_Instructions to follow_
Wherever the word "copied" appears in a line of the records, copy that line.
START Records for the task
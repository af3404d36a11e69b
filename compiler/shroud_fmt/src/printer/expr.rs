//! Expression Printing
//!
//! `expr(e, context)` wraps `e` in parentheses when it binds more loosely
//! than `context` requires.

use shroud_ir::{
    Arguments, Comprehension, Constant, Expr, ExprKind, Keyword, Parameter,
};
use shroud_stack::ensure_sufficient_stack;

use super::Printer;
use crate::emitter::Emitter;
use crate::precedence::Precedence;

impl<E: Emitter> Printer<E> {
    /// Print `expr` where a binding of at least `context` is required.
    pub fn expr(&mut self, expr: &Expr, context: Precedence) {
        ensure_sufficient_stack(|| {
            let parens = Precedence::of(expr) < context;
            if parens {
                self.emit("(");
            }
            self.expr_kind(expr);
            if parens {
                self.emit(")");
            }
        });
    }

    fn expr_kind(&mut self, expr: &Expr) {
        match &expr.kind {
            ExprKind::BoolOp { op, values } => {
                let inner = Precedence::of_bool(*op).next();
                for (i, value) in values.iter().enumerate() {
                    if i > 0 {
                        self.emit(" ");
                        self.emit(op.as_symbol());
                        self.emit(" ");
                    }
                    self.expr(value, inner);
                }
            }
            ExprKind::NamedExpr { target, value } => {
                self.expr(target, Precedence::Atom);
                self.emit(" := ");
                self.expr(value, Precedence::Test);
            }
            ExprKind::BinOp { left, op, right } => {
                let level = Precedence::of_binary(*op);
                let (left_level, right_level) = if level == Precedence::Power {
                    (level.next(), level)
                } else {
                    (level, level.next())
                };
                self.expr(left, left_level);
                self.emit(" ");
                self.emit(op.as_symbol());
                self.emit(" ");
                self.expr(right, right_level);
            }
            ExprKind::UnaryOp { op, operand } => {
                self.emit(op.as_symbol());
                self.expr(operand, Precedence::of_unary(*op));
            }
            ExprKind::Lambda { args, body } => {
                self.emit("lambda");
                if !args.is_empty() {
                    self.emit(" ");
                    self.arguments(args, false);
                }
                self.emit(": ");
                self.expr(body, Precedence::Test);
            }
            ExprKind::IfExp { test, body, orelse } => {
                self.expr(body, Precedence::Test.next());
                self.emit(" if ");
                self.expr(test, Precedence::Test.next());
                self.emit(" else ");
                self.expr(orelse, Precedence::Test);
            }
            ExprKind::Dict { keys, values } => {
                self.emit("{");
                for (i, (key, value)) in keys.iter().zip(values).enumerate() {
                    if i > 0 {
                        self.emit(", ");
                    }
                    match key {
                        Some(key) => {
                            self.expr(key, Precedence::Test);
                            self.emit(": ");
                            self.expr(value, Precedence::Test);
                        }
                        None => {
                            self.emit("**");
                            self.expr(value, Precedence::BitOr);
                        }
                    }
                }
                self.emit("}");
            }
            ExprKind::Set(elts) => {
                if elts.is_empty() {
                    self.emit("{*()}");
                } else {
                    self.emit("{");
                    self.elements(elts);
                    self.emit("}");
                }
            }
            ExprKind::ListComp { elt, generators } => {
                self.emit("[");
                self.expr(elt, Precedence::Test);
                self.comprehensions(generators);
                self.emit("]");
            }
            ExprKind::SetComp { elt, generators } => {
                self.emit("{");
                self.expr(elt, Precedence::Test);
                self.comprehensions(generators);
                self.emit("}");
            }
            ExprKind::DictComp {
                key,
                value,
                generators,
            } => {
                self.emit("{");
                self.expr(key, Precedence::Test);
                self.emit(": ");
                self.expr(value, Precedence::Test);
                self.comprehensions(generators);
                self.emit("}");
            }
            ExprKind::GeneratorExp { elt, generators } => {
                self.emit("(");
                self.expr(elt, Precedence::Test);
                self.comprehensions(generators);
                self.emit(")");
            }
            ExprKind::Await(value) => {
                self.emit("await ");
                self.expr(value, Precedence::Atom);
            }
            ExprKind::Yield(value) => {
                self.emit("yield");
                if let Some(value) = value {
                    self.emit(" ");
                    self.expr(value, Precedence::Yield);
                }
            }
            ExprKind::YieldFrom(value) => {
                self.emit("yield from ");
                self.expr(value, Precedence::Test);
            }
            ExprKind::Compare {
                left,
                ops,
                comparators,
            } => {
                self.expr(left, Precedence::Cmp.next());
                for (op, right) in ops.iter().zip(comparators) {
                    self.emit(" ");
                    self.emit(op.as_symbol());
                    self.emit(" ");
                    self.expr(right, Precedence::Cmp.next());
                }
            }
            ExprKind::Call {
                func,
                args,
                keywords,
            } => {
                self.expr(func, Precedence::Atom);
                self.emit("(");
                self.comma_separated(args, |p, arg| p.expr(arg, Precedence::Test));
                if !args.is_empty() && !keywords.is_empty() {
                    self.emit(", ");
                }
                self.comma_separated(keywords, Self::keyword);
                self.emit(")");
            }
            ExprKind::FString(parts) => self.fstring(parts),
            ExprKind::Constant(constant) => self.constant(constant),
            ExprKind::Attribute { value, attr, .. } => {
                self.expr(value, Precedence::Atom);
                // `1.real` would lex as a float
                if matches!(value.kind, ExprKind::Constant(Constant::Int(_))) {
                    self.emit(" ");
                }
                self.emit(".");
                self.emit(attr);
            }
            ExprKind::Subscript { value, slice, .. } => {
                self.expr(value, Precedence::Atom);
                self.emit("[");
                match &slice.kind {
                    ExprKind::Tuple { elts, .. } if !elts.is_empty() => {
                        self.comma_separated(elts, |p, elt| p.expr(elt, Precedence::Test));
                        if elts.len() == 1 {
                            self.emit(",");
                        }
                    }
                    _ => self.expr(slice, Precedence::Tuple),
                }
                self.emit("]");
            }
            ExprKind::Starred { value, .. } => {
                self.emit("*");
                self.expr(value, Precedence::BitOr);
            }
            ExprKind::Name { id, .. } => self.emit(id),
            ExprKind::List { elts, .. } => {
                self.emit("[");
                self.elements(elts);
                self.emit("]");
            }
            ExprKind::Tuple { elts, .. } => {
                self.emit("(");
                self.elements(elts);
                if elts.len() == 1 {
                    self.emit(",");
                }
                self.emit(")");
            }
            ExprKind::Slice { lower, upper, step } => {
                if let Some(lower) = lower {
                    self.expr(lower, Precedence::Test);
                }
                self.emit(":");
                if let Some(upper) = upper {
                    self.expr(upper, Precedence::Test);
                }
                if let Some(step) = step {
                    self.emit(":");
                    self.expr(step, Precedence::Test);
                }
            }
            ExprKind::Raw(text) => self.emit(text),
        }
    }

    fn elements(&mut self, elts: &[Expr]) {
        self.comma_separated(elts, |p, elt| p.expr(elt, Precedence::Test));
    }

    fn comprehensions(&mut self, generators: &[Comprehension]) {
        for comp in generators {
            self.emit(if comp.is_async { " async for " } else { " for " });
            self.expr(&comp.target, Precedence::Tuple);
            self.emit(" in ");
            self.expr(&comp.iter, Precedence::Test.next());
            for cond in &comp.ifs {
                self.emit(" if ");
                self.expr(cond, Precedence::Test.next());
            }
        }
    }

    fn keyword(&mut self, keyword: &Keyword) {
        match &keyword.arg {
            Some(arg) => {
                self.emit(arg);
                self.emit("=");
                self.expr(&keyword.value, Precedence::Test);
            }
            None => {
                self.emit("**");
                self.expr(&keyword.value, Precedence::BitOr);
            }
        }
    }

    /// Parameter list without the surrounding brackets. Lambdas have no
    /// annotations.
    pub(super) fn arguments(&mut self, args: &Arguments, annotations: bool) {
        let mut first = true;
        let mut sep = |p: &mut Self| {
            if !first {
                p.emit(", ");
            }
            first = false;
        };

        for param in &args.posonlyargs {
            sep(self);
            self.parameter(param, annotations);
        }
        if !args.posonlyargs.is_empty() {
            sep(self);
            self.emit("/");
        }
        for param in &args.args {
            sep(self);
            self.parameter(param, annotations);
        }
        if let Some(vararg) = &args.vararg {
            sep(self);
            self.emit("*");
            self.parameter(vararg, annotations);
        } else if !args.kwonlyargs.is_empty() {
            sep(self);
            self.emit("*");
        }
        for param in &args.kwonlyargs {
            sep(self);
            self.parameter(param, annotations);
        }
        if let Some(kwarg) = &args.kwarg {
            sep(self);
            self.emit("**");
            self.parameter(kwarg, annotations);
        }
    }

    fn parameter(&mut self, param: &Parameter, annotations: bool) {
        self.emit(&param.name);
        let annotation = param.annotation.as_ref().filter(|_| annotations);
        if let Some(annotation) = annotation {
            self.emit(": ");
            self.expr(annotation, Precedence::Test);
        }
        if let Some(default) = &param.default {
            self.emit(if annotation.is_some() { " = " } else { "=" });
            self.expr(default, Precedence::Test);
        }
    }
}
END Records for the task
START Records for the task
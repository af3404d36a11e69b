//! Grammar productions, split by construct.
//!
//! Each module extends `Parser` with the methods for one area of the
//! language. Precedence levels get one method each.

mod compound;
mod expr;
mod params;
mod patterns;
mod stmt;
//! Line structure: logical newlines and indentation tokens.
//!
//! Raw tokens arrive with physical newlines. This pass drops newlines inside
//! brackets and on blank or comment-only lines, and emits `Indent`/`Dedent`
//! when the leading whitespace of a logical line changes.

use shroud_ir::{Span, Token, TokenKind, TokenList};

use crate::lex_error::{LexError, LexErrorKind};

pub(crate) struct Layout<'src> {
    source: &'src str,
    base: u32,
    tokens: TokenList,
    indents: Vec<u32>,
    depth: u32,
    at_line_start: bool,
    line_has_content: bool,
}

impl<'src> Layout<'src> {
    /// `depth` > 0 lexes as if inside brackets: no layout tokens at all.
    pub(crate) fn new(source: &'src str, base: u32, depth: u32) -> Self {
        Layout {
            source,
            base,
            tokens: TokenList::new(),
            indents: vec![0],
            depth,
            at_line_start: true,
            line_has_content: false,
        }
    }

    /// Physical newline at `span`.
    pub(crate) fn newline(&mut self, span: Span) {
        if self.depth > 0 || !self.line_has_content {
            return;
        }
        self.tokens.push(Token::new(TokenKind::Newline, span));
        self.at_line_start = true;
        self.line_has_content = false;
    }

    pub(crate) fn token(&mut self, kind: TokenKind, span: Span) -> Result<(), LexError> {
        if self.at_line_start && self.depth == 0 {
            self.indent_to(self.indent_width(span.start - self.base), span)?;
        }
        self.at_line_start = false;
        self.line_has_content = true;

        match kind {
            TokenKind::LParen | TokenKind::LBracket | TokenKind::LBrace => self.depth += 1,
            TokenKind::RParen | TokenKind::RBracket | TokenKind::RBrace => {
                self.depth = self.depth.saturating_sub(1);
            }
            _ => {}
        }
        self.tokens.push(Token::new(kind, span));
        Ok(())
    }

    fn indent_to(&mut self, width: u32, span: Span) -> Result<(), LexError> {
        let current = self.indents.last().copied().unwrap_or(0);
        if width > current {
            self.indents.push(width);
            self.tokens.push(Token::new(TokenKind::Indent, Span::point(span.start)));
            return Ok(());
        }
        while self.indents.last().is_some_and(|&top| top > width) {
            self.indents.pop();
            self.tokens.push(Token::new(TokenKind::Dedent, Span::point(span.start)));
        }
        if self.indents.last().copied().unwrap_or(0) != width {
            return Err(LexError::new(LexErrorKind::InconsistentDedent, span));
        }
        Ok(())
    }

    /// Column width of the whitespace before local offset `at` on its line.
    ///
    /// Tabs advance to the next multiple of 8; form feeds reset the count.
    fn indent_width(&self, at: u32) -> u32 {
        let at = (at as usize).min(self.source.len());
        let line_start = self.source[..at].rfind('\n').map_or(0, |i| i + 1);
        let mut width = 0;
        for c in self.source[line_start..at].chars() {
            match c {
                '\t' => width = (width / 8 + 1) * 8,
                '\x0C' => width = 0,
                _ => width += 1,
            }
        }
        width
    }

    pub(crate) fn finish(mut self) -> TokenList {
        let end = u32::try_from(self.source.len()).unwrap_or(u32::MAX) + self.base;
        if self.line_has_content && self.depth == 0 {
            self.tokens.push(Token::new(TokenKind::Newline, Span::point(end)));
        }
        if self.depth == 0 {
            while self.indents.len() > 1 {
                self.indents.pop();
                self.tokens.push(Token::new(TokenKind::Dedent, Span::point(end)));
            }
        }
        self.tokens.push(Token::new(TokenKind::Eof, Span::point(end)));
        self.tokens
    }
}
END Records for the task
START Records for the task
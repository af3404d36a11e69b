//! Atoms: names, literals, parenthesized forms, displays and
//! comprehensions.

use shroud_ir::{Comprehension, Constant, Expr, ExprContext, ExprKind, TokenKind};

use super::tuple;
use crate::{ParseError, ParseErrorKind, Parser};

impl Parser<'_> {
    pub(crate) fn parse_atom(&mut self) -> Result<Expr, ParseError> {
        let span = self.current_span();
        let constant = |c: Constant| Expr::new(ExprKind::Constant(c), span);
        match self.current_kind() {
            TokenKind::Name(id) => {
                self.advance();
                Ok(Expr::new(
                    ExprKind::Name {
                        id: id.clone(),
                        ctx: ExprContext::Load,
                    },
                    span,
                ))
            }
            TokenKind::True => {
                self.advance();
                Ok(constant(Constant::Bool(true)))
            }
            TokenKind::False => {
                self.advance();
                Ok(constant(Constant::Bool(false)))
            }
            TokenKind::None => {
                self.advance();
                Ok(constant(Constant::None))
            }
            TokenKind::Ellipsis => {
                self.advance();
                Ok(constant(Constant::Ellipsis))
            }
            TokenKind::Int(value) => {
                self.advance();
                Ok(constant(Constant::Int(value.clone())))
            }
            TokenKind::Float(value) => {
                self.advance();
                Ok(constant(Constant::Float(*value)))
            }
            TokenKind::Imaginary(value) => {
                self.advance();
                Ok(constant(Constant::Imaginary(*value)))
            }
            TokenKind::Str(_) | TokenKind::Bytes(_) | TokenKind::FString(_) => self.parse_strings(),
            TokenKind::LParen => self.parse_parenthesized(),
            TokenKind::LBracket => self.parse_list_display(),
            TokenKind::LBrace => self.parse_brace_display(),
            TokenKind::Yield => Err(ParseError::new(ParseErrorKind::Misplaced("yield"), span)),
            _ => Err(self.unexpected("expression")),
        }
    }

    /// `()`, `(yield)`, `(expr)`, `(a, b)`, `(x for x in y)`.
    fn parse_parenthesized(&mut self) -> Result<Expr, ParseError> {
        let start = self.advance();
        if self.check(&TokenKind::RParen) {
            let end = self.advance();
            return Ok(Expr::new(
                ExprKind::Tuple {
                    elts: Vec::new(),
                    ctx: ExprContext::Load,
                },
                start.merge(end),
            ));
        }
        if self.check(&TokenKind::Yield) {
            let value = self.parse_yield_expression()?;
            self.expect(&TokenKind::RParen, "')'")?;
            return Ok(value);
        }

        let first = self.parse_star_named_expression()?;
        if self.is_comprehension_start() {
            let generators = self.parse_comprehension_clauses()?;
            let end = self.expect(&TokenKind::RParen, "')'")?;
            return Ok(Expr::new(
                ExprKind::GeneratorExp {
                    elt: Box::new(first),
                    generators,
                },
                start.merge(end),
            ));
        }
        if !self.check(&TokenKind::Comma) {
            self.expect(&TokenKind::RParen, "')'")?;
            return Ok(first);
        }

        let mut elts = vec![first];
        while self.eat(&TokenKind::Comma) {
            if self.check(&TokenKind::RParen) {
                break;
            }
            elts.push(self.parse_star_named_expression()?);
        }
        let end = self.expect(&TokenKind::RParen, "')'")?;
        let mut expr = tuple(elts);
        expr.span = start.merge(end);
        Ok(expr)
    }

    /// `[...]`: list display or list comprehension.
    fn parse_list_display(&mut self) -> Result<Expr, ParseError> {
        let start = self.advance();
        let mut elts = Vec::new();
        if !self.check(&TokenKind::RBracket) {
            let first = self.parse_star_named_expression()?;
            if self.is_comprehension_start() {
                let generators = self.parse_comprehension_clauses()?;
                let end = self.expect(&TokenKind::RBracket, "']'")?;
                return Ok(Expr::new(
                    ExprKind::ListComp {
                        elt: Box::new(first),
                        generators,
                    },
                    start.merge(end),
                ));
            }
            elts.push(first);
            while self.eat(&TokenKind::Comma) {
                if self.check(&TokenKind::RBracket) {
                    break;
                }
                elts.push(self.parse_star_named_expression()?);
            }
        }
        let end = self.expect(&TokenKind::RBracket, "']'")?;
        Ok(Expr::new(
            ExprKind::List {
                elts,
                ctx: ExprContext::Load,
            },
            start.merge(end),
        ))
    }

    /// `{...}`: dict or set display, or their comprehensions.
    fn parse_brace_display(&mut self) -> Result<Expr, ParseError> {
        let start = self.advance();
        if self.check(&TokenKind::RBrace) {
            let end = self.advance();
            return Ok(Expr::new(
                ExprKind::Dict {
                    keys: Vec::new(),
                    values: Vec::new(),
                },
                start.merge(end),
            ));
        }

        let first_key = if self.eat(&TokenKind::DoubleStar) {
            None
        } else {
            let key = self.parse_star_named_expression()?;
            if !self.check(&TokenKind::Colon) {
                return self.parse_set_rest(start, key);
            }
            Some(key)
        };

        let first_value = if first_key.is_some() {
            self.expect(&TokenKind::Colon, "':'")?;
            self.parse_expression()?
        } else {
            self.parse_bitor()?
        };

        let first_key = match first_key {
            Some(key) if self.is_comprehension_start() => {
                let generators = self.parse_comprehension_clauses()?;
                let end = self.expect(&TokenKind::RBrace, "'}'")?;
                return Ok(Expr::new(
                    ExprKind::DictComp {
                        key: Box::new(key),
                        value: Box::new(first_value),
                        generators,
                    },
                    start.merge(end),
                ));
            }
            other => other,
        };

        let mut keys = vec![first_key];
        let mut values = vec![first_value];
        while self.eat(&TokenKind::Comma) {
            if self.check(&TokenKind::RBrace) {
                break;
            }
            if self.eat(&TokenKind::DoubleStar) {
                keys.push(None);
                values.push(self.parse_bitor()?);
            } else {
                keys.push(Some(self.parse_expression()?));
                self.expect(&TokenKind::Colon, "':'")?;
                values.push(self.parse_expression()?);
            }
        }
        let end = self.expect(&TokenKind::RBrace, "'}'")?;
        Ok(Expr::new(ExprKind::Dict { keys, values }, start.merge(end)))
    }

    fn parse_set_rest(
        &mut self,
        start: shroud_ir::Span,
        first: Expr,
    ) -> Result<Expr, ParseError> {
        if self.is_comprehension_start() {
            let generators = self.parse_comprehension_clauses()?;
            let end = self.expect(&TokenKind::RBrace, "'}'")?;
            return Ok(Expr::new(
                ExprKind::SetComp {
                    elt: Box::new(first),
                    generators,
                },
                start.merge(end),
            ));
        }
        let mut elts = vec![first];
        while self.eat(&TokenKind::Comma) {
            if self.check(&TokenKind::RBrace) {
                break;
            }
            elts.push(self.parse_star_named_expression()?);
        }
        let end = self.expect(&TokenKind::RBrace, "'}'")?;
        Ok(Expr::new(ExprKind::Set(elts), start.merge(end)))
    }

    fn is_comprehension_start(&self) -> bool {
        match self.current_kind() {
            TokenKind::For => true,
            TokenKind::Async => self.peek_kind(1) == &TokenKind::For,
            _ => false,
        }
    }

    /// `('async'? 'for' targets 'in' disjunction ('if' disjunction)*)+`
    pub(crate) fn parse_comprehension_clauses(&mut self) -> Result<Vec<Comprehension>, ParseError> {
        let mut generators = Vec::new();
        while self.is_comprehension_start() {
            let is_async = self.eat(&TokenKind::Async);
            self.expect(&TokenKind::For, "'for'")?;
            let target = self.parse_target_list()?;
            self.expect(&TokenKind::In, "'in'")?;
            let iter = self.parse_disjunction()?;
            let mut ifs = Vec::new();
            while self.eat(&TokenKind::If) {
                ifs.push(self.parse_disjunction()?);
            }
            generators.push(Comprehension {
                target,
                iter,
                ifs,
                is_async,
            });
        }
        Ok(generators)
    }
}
END Records for the task
_Response_
        let current = self.indents.last().copied().unwrap_or(0);
        if self.indents.last().copied().unwrap_or(0) != width {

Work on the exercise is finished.